**EXERCISE DESCRIPTION**
The expected output is the first line of the data below and every line after it, up to and including the line containing "pub struct Room", each reproduced exactly.

**Items listed in a dataset**

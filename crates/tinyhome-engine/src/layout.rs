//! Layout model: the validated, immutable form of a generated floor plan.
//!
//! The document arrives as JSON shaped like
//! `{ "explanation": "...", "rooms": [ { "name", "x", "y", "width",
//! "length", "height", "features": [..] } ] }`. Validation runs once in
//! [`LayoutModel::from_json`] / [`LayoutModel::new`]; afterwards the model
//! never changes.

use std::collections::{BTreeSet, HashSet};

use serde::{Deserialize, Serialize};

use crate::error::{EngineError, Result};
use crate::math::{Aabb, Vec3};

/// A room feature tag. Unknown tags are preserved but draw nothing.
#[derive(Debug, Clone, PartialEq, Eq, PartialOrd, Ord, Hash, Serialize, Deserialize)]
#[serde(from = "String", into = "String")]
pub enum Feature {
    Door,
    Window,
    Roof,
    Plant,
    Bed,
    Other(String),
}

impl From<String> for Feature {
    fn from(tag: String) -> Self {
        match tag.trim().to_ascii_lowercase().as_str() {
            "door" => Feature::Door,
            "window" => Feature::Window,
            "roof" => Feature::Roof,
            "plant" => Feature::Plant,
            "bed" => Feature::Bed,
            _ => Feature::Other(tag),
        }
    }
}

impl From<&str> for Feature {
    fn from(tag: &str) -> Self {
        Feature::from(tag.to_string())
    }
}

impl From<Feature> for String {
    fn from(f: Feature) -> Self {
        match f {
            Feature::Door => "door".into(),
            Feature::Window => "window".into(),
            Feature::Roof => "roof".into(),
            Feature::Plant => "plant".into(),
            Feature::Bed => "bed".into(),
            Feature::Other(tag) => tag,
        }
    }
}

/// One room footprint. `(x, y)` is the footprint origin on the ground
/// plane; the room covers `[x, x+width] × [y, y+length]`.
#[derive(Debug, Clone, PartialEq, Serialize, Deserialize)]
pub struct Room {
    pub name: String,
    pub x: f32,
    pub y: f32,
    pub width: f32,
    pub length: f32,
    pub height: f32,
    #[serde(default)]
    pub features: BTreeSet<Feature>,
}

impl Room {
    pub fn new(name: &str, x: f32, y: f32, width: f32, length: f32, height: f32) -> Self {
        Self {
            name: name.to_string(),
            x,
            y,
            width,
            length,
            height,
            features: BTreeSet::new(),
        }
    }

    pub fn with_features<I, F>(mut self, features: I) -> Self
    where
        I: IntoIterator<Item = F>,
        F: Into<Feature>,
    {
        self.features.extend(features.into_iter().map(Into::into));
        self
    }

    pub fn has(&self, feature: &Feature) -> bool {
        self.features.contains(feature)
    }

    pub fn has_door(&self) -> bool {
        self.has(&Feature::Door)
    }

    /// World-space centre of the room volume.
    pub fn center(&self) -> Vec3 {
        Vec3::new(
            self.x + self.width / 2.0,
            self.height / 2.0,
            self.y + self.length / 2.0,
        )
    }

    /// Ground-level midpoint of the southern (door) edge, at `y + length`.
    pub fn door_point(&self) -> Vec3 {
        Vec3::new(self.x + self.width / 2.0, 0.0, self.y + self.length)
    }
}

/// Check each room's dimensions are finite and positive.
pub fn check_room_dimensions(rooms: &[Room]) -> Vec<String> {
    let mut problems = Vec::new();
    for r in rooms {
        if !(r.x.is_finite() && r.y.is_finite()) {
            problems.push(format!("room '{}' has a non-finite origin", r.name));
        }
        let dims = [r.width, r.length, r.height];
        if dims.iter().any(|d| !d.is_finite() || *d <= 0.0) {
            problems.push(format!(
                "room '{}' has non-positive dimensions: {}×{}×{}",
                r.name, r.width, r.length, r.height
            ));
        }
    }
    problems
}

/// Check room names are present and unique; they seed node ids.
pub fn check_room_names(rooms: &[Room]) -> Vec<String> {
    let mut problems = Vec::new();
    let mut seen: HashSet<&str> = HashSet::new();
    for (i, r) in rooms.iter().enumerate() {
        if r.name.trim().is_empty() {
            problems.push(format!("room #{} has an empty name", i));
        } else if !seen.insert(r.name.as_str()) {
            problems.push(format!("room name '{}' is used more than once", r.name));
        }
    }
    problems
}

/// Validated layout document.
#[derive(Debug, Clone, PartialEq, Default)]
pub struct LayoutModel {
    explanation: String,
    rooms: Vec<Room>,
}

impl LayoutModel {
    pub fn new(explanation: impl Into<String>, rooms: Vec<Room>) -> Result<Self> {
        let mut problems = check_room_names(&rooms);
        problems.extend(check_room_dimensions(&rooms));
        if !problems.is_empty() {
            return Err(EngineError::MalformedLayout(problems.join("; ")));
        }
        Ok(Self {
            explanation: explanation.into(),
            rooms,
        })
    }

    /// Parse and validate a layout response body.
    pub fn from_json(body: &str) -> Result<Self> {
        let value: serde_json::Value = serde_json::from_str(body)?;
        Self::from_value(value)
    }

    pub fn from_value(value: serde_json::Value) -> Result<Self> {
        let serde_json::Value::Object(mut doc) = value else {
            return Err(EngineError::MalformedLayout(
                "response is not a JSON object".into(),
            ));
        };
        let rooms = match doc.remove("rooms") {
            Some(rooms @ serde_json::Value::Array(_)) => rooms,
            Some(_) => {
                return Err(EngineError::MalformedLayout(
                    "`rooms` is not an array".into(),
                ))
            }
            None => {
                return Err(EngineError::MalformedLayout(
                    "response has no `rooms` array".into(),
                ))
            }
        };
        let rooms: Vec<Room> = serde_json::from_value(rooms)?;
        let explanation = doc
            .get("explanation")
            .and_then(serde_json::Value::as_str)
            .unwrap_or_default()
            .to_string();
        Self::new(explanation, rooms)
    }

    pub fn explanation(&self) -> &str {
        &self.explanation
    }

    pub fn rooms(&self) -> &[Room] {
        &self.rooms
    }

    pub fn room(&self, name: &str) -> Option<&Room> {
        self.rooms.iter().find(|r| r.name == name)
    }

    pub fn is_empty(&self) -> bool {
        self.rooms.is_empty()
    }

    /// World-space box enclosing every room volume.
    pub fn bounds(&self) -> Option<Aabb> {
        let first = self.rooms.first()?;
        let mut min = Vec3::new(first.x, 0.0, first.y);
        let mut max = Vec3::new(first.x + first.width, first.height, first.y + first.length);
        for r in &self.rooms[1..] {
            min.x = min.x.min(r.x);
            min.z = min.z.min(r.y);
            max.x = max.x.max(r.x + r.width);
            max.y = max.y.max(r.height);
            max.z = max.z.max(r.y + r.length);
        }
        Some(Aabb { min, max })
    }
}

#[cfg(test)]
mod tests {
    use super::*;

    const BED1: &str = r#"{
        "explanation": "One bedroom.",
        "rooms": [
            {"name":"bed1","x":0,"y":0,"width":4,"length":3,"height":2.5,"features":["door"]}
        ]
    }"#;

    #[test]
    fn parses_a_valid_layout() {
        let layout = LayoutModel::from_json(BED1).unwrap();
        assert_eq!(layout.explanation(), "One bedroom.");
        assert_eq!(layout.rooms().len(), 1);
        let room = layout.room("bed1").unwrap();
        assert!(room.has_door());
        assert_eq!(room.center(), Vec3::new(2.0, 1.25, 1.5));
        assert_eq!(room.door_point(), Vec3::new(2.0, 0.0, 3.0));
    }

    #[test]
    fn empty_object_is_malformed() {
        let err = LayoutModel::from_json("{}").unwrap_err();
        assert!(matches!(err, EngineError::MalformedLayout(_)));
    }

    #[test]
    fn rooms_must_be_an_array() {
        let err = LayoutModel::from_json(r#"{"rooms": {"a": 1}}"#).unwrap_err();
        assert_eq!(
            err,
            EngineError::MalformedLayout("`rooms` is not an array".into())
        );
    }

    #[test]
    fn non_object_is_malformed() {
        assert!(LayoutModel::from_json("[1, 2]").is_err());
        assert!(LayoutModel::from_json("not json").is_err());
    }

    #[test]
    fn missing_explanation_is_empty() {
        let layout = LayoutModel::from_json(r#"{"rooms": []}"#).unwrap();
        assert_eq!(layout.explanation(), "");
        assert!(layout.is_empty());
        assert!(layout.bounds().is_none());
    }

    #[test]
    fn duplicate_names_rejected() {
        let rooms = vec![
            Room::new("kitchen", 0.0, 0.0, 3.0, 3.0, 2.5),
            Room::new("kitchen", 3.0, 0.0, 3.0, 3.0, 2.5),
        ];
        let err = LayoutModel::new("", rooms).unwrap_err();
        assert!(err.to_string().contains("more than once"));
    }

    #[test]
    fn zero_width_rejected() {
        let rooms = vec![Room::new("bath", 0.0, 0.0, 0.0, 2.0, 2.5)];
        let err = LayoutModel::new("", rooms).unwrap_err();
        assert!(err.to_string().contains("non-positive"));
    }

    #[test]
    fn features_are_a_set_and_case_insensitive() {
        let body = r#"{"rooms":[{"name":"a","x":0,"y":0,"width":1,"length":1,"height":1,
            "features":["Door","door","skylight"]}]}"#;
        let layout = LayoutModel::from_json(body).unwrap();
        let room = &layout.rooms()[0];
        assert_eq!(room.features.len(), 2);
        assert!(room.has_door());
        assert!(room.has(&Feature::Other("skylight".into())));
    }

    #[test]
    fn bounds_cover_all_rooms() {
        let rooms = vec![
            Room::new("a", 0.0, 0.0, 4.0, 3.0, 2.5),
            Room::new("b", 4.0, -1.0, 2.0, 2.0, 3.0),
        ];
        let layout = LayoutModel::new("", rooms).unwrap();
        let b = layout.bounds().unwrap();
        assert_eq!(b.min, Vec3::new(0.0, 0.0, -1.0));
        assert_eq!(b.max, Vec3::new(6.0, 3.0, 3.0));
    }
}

**RESPONSE AREA**
filename crates/tinyhome-engine/src/layout.rs
//! Layout model: the validated, immutable form of a generated floor plan.
//!
//! The document arrives as JSON shaped like
//! `{ "explanation": "...", "rooms": [ { "name", "x", "y", "width",
//! "length", "height", "features": [..] } ] }`. Validation runs once in
//! [`LayoutModel::from_json`] / [`LayoutModel::new`]; afterwards the model
//! never changes.

use std::collections::{BTreeSet, HashSet};

use serde::{Deserialize, Serialize};

use crate::error::{EngineError, Result};
use crate::math::{Aabb, Vec3};

/// A room feature tag. Unknown tags are preserved but draw nothing.
#[derive(Debug, Clone, PartialEq, Eq, PartialOrd, Ord, Hash, Serialize, Deserialize)]
#[serde(from = "String", into = "String")]
pub enum Feature {
    Door,
    Window,
    Roof,
    Plant,
    Bed,
    Other(String),
}

impl From<String> for Feature {
    fn from(tag: String) -> Self {
        match tag.trim().to_ascii_lowercase().as_str() {
            "door" => Feature::Door,
            "window" => Feature::Window,
            "roof" => Feature::Roof,
            "plant" => Feature::Plant,
            "bed" => Feature::Bed,
            _ => Feature::Other(tag),
        }
    }
}

impl From<&str> for Feature {
    fn from(tag: &str) -> Self {
        Feature::from(tag.to_string())
    }
}

impl From<Feature> for String {
    fn from(f: Feature) -> Self {
        match f {
            Feature::Door => "door".into(),
            Feature::Window => "window".into(),
            Feature::Roof => "roof".into(),
            Feature::Plant => "plant".into(),
            Feature::Bed => "bed".into(),
            Feature::Other(tag) => tag,
        }
    }
}

/// One room footprint. `(x, y)` is the footprint origin on the ground
/// plane; the room covers `[x, x+width] × [y, y+length]`.
#[derive(Debug, Clone, PartialEq, Serialize, Deserialize)]
pub struct Room {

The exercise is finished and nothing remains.